++++ RECORD EXCERPTS ++++
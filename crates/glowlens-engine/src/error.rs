use std::time::Duration;

use glowlens_contracts::events::FailureKind;
use glowlens_contracts::ContractViolation;

/// Failure taxonomy of the orchestration layer. Only `InvalidImageEncoding`
/// ever reaches a caller; everything else is absorbed by the fallback path.
#[derive(Debug, Clone, PartialEq, Eq, thiserror::Error)]
pub enum AnalysisError {
    #[error("provider credential is not configured")]
    ConfigurationAbsent,
    #[error("provider did not answer within {}ms", .deadline.as_millis())]
    Timeout { deadline: Duration },
    #[error("provider request failed: {0}")]
    Provider(String),
    #[error("malformed provider response: {0}")]
    MalformedResponse(String),
    #[error("invalid image encoding: {0}")]
    InvalidImageEncoding(String),
}

impl AnalysisError {
    pub fn kind(&self) -> FailureKind {
        match self {
            AnalysisError::ConfigurationAbsent => FailureKind::ConfigurationAbsent,
            AnalysisError::Timeout { .. } => FailureKind::Timeout,
            AnalysisError::Provider(_) => FailureKind::ProviderError,
            AnalysisError::MalformedResponse(_) => FailureKind::MalformedResponse,
            AnalysisError::InvalidImageEncoding(_) => FailureKind::InvalidImageEncoding,
        }
    }
}

impl From<ContractViolation> for AnalysisError {
    fn from(violation: ContractViolation) -> Self {
        AnalysisError::MalformedResponse(violation.to_string())
    }
}

#[cfg(test)]
mod tests {
    use std::time::Duration;

    use glowlens_contracts::events::FailureKind;

    use super::AnalysisError;

    #[test]
    fn kinds_follow_variants() {
        assert_eq!(
            AnalysisError::Timeout {
                deadline: Duration::from_secs(3)
            }
            .kind(),
            FailureKind::Timeout
        );
        assert_eq!(
            AnalysisError::Provider("503".to_string()).kind(),
            FailureKind::ProviderError
        );
        assert_eq!(
            AnalysisError::ConfigurationAbsent.kind(),
            FailureKind::ConfigurationAbsent
        );
    }

    #[test]
    fn timeout_message_reports_milliseconds() {
        let err = AnalysisError::Timeout {
            deadline: Duration::from_millis(2500),
        };
        assert_eq!(err.to_string(), "provider did not answer within 2500ms");
    }
}
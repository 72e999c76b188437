use config::{Config, ConfigError, Environment, File};
use serde::Deserialize;
use std::time::Duration;

use crate::core::EngineOptions;
use crate::services::{CsvFileFeed, FeedSource, SheetFeed};

/// Application configuration
#[derive(Debug, Clone, Deserialize)]
pub struct Settings {
    pub server: ServerSettings,
    pub feed: FeedSettings,
    #[serde(default)]
    pub cache: CacheSettings,
    #[serde(default)]
    pub engine: EngineSettings,
    #[serde(default)]
    pub snapshot: SnapshotSettings,
    #[serde(default)]
    pub logging: LoggingSettings,
}

#[derive(Debug, Clone, Deserialize)]
pub struct ServerSettings {
    pub host: String,
    pub port: u16,
    pub workers: Option<usize>,
    /// Empty list allows any origin
    #[serde(default = "default_allowed_origins")]
    pub allowed_origins: Vec<String>,
}

fn default_allowed_origins() -> Vec<String> {
    vec!["http://localhost:3000".to_string()]
}

#[derive(Debug, Clone, Copy, PartialEq, Eq, Deserialize)]
#[serde(rename_all = "lowercase")]
pub enum FeedKind {
    Sheet,
    File,
}

#[derive(Debug, Clone, Deserialize)]
pub struct FeedSettings {
    pub source: FeedKind,
    pub sheet_id: Option<String>,
    pub data_tab: Option<String>,
    #[serde(default = "default_feed_base_url")]
    pub base_url: String,
    pub csv_path: Option<String>,
    #[serde(default = "default_feed_timeout_secs")]
    pub timeout_secs: u64,
}

fn default_feed_base_url() -> String { "https://docs.google.com".to_string() }
fn default_feed_timeout_secs() -> u64 { 30 }

impl FeedSettings {
    pub fn timeout(&self) -> Duration {
        Duration::from_secs(self.timeout_secs)
    }

    /// Build the configured feed provider
    pub fn build_source(&self) -> Result<FeedSource, ConfigError> {
        match self.source {
            FeedKind::Sheet => {
                let sheet_id = self.sheet_id.clone().ok_or_else(|| missing("feed.sheet_id"))?;
                let data_tab = self.data_tab.clone().ok_or_else(|| missing("feed.data_tab"))?;
                let feed = SheetFeed::new(self.base_url.clone(), sheet_id, data_tab, self.timeout())
                    .map_err(|e| ConfigError::Message(format!("failed to build feed client: {}", e)))?;
                Ok(FeedSource::Sheet(feed))
            }
            FeedKind::File => {
                let path = self.csv_path.clone().ok_or_else(|| missing("feed.csv_path"))?;
                Ok(FeedSource::File(CsvFileFeed::new(path)))
            }
        }
    }
}

fn missing(key: &str) -> ConfigError {
    ConfigError::NotFound(key.to_string())
}

#[derive(Debug, Clone, Deserialize)]
pub struct CacheSettings {
    #[serde(default = "default_cache_ttl_secs")]
    pub ttl_secs: u64,
    #[serde(default = "default_cache_max_entries")]
    pub max_entries: u64,
}

impl Default for CacheSettings {
    fn default() -> Self {
        Self {
            ttl_secs: default_cache_ttl_secs(),
            max_entries: default_cache_max_entries(),
        }
    }
}

fn default_cache_ttl_secs() -> u64 { 120 }
fn default_cache_max_entries() -> u64 { 64 }

#[derive(Debug, Clone, Deserialize)]
pub struct EngineSettings {
    #[serde(default = "default_strict_match_ids")]
    pub strict_match_ids: bool,
}

impl Default for EngineSettings {
    fn default() -> Self {
        Self {
            strict_match_ids: default_strict_match_ids(),
        }
    }
}

fn default_strict_match_ids() -> bool { true }

impl From<&EngineSettings> for EngineOptions {
    fn from(settings: &EngineSettings) -> Self {
        EngineOptions {
            strict_match_ids: settings.strict_match_ids,
        }
    }
}

#[derive(Debug, Clone, Deserialize)]
pub struct SnapshotSettings {
    #[serde(default = "default_snapshot_dir")]
    pub dir: String,
}

impl Default for SnapshotSettings {
    fn default() -> Self {
        Self {
            dir: default_snapshot_dir(),
        }
    }
}

fn default_snapshot_dir() -> String { "data".to_string() }

#[derive(Debug, Clone, Deserialize)]
pub struct LoggingSettings {
    #[serde(default = "default_log_level")]
    pub level: String,
    #[serde(default = "default_log_format")]
    pub format: String,
}

impl Default for LoggingSettings {
    fn default() -> Self {
        Self {
            level: default_log_level(),
            format: default_log_format(),
        }
    }
}

fn default_log_level() -> String { "info".to_string() }
fn default_log_format() -> String { "pretty".to_string() }

impl Settings {
    /// Load configuration from file and environment variables
    ///
    /// Configuration is loaded in the following order (later overrides earlier):
    /// 1. Default values in the struct
    /// 2. Configuration file (config/default.toml)
    /// 3. Local overrides (config/local.toml)
    /// 4. Environment variables (prefixed with LEAGUE)
    pub fn load() -> Result<Self, ConfigError> {
        Config::builder()
            .add_source(File::with_name("config/default").required(false))
            .add_source(File::with_name("config/local").required(false))
            // e.g., LEAGUE__SERVER__PORT -> server.port
            .add_source(
                Environment::with_prefix("LEAGUE")
                    .prefix_separator("__")
                    .separator("__")
                    .try_parsing(true),
            )
            .build()?
            .try_deserialize()
    }

}

#[cfg(test)]
mod tests {
    use super::*;
    use config::FileFormat;

    #[test]
    fn test_defaults_fill_optional_sections() {
        let settings: Settings = Config::builder()
            .add_source(File::from_str(
                r#"
                [server]
                host = "127.0.0.1"
                port = 8000

                [feed]
                source = "file"
                csv_path = "data/results.csv"
                "#,
                FileFormat::Toml,
            ))
            .build()
            .unwrap()
            .try_deserialize()
            .unwrap();

        assert_eq!(settings.server.allowed_origins, vec!["http://localhost:3000"]);
        assert_eq!(settings.feed.source, FeedKind::File);
        assert_eq!(settings.feed.base_url, "https://docs.google.com");
        assert_eq!(settings.cache.ttl_secs, 120);
        assert!(settings.engine.strict_match_ids);
        assert_eq!(settings.snapshot.dir, "data");
        assert_eq!(settings.logging.level, "info");
    }

    #[test]
    fn test_sheet_feed_requires_sheet_id() {
        let feed = FeedSettings {
            source: FeedKind::Sheet,
            sheet_id: None,
            data_tab: Some("Game Data".to_string()),
            base_url: default_feed_base_url(),
            csv_path: None,
            timeout_secs: 5,
        };

        assert!(matches!(feed.build_source(), Err(ConfigError::NotFound(key)) if key == "feed.sheet_id"));
    }

    #[test]
    fn test_file_feed_from_settings() {
        let feed = FeedSettings {
            source: FeedKind::File,
            sheet_id: None,
            data_tab: None,
            base_url: default_feed_base_url(),
            csv_path: Some("data/results.csv".to_string()),
            timeout_secs: 5,
        };

        assert!(matches!(feed.build_source(), Ok(FeedSource::File(_))));
    }

    #[test]
    fn test_engine_options_from_settings() {
        let options = EngineOptions::from(&EngineSettings { strict_match_ids: false });
        assert!(!options.strict_match_ids);
    }
}
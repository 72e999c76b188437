use crate::core::matrix::PairwiseMatrix;
use crate::core::outcome::Outcome;
use crate::models::CanonicalMatch;

/// Sum outcomes per (team, opponent) over the canonical match list
///
/// `W[a][b]` is the number of wins (ties count half) of `a` over `b`. Pairs
/// that never met stay undefined.
pub fn aggregate_outcomes(matches: &[CanonicalMatch]) -> PairwiseMatrix {
    let mut wins = PairwiseMatrix::new();

    for m in matches {
        let outcome = Outcome::from_scores(m.score_a, m.score_b);
        wins.add(&m.team_a, &m.team_b, outcome.value());
    }

    tracing::debug!(
        "Outcome matrix built: rows={}, cols={}",
        wins.rows().len(),
        wins.columns().len()
    );

    wins
}
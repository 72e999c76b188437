use serde::{Deserialize, Serialize};

/// Columns of the match feed, in the order the sheet publishes them
#[derive(Debug, Clone, Copy, PartialEq, Eq, Hash)]
pub enum FeedColumn {
    Team1,
    Score1,
    Team2,
    Score2,
    Period,
    MatchId,
    Result,
    Winner,
    Loser,
    H1,
    H2,
    Color,
}

impl FeedColumn {
    /// Fixed positional layout of a feed row
    pub const ALL: [FeedColumn; 12] = [
        FeedColumn::Team1,
        FeedColumn::Score1,
        FeedColumn::Team2,
        FeedColumn::Score2,
        FeedColumn::Period,
        FeedColumn::MatchId,
        FeedColumn::Result,
        FeedColumn::Winner,
        FeedColumn::Loser,
        FeedColumn::H1,
        FeedColumn::H2,
        FeedColumn::Color,
    ];

    /// Expected number of fields per row
    pub const WIDTH: usize = Self::ALL.len();

    pub fn position(self) -> usize {
        self as usize
    }

    pub fn name(self) -> &'static str {
        match self {
            FeedColumn::Team1 => "Team1",
            FeedColumn::Score1 => "Score1",
            FeedColumn::Team2 => "Team2",
            FeedColumn::Score2 => "Score2",
            FeedColumn::Period => "Period",
            FeedColumn::MatchId => "MatchId",
            FeedColumn::Result => "Result",
            FeedColumn::Winner => "Winner",
            FeedColumn::Loser => "Loser",
            FeedColumn::H1 => "H1",
            FeedColumn::H2 => "H2",
            FeedColumn::Color => "Color",
        }
    }
}

/// One raw row of the match feed, fields in feed order
///
/// Fields are positional; a blank field is treated as null.
#[derive(Debug, Clone, Default, PartialEq, Serialize, Deserialize)]
pub struct RawRow {
    pub fields: Vec<String>,
}

impl RawRow {
    pub fn new<I, S>(fields: I) -> Self
    where
        I: IntoIterator<Item = S>,
        S: Into<String>,
    {
        Self {
            fields: fields.into_iter().map(Into::into).collect(),
        }
    }

    /// Trimmed value of a column, `None` when missing or blank
    pub fn get(&self, column: FeedColumn) -> Option<&str> {
        self.fields
            .get(column.position())
            .map(|value| value.trim())
            .filter(|value| !value.is_empty())
    }

    pub fn width(&self) -> usize {
        self.fields.len()
    }
}

/// A validated match row with the layout columns already dropped
#[derive(Debug, Clone, PartialEq, Serialize, Deserialize)]
pub struct MatchRecord {
    pub match_id: i64,
    pub team1: String,
    pub score1: f64,
    pub team2: String,
    pub score2: f64,
    pub period: Option<String>,
    pub result: Option<String>,
    pub winner: Option<String>,
    pub loser: Option<String>,
}

impl MatchRecord {
    /// The match as seen from `team1`
    pub fn forward(&self) -> CanonicalMatch {
        CanonicalMatch {
            match_id: self.match_id,
            team_a: self.team1.clone(),
            score_a: self.score1,
            team_b: self.team2.clone(),
            score_b: self.score2,
            period: self.period.clone(),
            result: self.result.clone(),
            winner: self.winner.clone(),
            loser: self.loser.clone(),
        }
    }

    /// The match as seen from `team2`; text metadata is copied as-is
    pub fn swapped(&self) -> CanonicalMatch {
        CanonicalMatch {
            match_id: self.match_id,
            team_a: self.team2.clone(),
            score_a: self.score2,
            team_b: self.team1.clone(),
            score_b: self.score1,
            period: self.period.clone(),
            result: self.result.clone(),
            winner: self.winner.clone(),
            loser: self.loser.clone(),
        }
    }
}

/// Directional match record: `team_a` scored `score_a` against `team_b`
#[derive(Debug, Clone, PartialEq, Serialize, Deserialize)]
pub struct CanonicalMatch {
    pub match_id: i64,
    pub team_a: String,
    pub score_a: f64,
    pub team_b: String,
    pub score_b: f64,
    pub period: Option<String>,
    pub result: Option<String>,
    pub winner: Option<String>,
    pub loser: Option<String>,
}

impl CanonicalMatch {
    /// Shorthand used by tests and benchmarks
    pub fn new(match_id: i64, team_a: &str, score_a: f64, team_b: &str, score_b: f64) -> Self {
        Self {
            match_id,
            team_a: team_a.to_string(),
            score_a,
            team_b: team_b.to_string(),
            score_b,
            period: None,
            result: None,
            winner: None,
            loser: None,
        }
    }
}
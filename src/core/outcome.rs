/// Result of one side of a match
#[derive(Debug, Clone, Copy, PartialEq, Eq)]
pub enum Outcome {
    Win,
    Loss,
    Tie,
}

impl Outcome {
    /// Compare `score` against `opponent_score`; ties are exact equality
    #[inline]
    pub fn from_scores(score: f64, opponent_score: f64) -> Self {
        if score > opponent_score {
            Outcome::Win
        } else if score == opponent_score {
            Outcome::Tie
        } else {
            Outcome::Loss
        }
    }

    /// Numeric value: 1.0 win, 0.5 tie, 0.0 loss
    #[inline]
    pub fn value(self) -> f64 {
        match self {
            Outcome::Win => 1.0,
            Outcome::Tie => 0.5,
            Outcome::Loss => 0.0,
        }
    }
}

/// Round to two decimal places, halves to even (`0.125 -> 0.12`, `0.375 -> 0.38`)
#[inline]
pub fn round_rate(value: f64) -> f64 {
    (value * 100.0).round_ties_even() / 100.0
}

#[cfg(test)]
mod tests {
    use super::*;

    #[test]
    fn test_outcome_from_scores() {
        assert_eq!(Outcome::from_scores(10.0, 8.0), Outcome::Win);
        assert_eq!(Outcome::from_scores(8.0, 10.0), Outcome::Loss);
        assert_eq!(Outcome::from_scores(5.0, 5.0), Outcome::Tie);
    }

    #[test]
    fn test_outcomes_are_complementary() {
        for (a, b) in [(3.0, 1.0), (1.0, 3.0), (2.0, 2.0), (0.0, 0.5)] {
            let total = Outcome::from_scores(a, b).value() + Outcome::from_scores(b, a).value();
            assert_eq!(total, 1.0);
        }
    }

    #[test]
    fn test_round_rate_half_to_even() {
        assert_eq!(round_rate(0.125), 0.12);
        assert_eq!(round_rate(0.375), 0.38);
        assert_eq!(round_rate(2.0 / 3.0), 0.67);
        assert_eq!(round_rate(1.0 / 3.0), 0.33);
        assert_eq!(round_rate(0.5), 0.5);
    }
}
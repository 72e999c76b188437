//! Per-request identifiers
//!
//! Every request is handled inside a `request` tracing span carrying a short
//! `request_id`, so all log lines emitted while serving it (including engine
//! and cache diagnostics) can be correlated. The id is echoed back in the
//! `x-request-id` response header.

use actix_web::body::MessageBody;
use actix_web::dev::{ServiceRequest, ServiceResponse};
use actix_web::http::header::{HeaderName, HeaderValue};
use actix_web::middleware::Next;
use actix_web::{Error, HttpMessage};
use tracing::Instrument;

pub const REQUEST_ID_HEADER: &str = "x-request-id";

/// Request identifier stored in the request extensions
#[derive(Debug, Clone, PartialEq, Eq)]
pub struct RequestId(pub String);

/// Short random identifier (8 hex chars)
pub fn generate_request_id() -> String {
    let mut id = uuid::Uuid::new_v4().simple().to_string();
    id.truncate(8);
    id
}

/// Middleware function, install with `middleware::from_fn(request_id)`
pub async fn request_id(
    req: ServiceRequest,
    next: Next<impl MessageBody>,
) -> Result<ServiceResponse<impl MessageBody>, Error> {
    let id = generate_request_id();
    req.extensions_mut().insert(RequestId(id.clone()));

    let span = tracing::info_span!(
        "request",
        request_id = %id,
        method = %req.method(),
        path = %req.path()
    );

    let mut response = next.call(req).instrument(span).await?;

    if let Ok(value) = HeaderValue::from_str(&id) {
        response
            .headers_mut()
            .insert(HeaderName::from_static(REQUEST_ID_HEADER), value);
    }

    Ok(response)
}
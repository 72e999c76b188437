// Model exports
pub mod domain;
pub mod responses;

pub use domain::{CanonicalMatch, FeedColumn, MatchRecord, RawRow};
pub use responses::{
    ErrorResponse, ForAgainstReport, ForAgainstRow, HealthResponse, ScheduleStrengthReport,
    ServiceInfo, StrengthMetadata, RESERVED_ROW_KEYS, StrengthReport, TeamStrengthRow, WinsRow,
};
++++
* ACTIVITY
The answer consists of the lines above that include the word "usize", each copied exactly.

* SOLUTION TO THIS EXERCISE
    pub workers: Option<usize>,
    pub const WIDTH: usize = Self::ALL.len();
    pub fn position(self) -> usize {
        self as usize
    pub fn width(&self) -> usize {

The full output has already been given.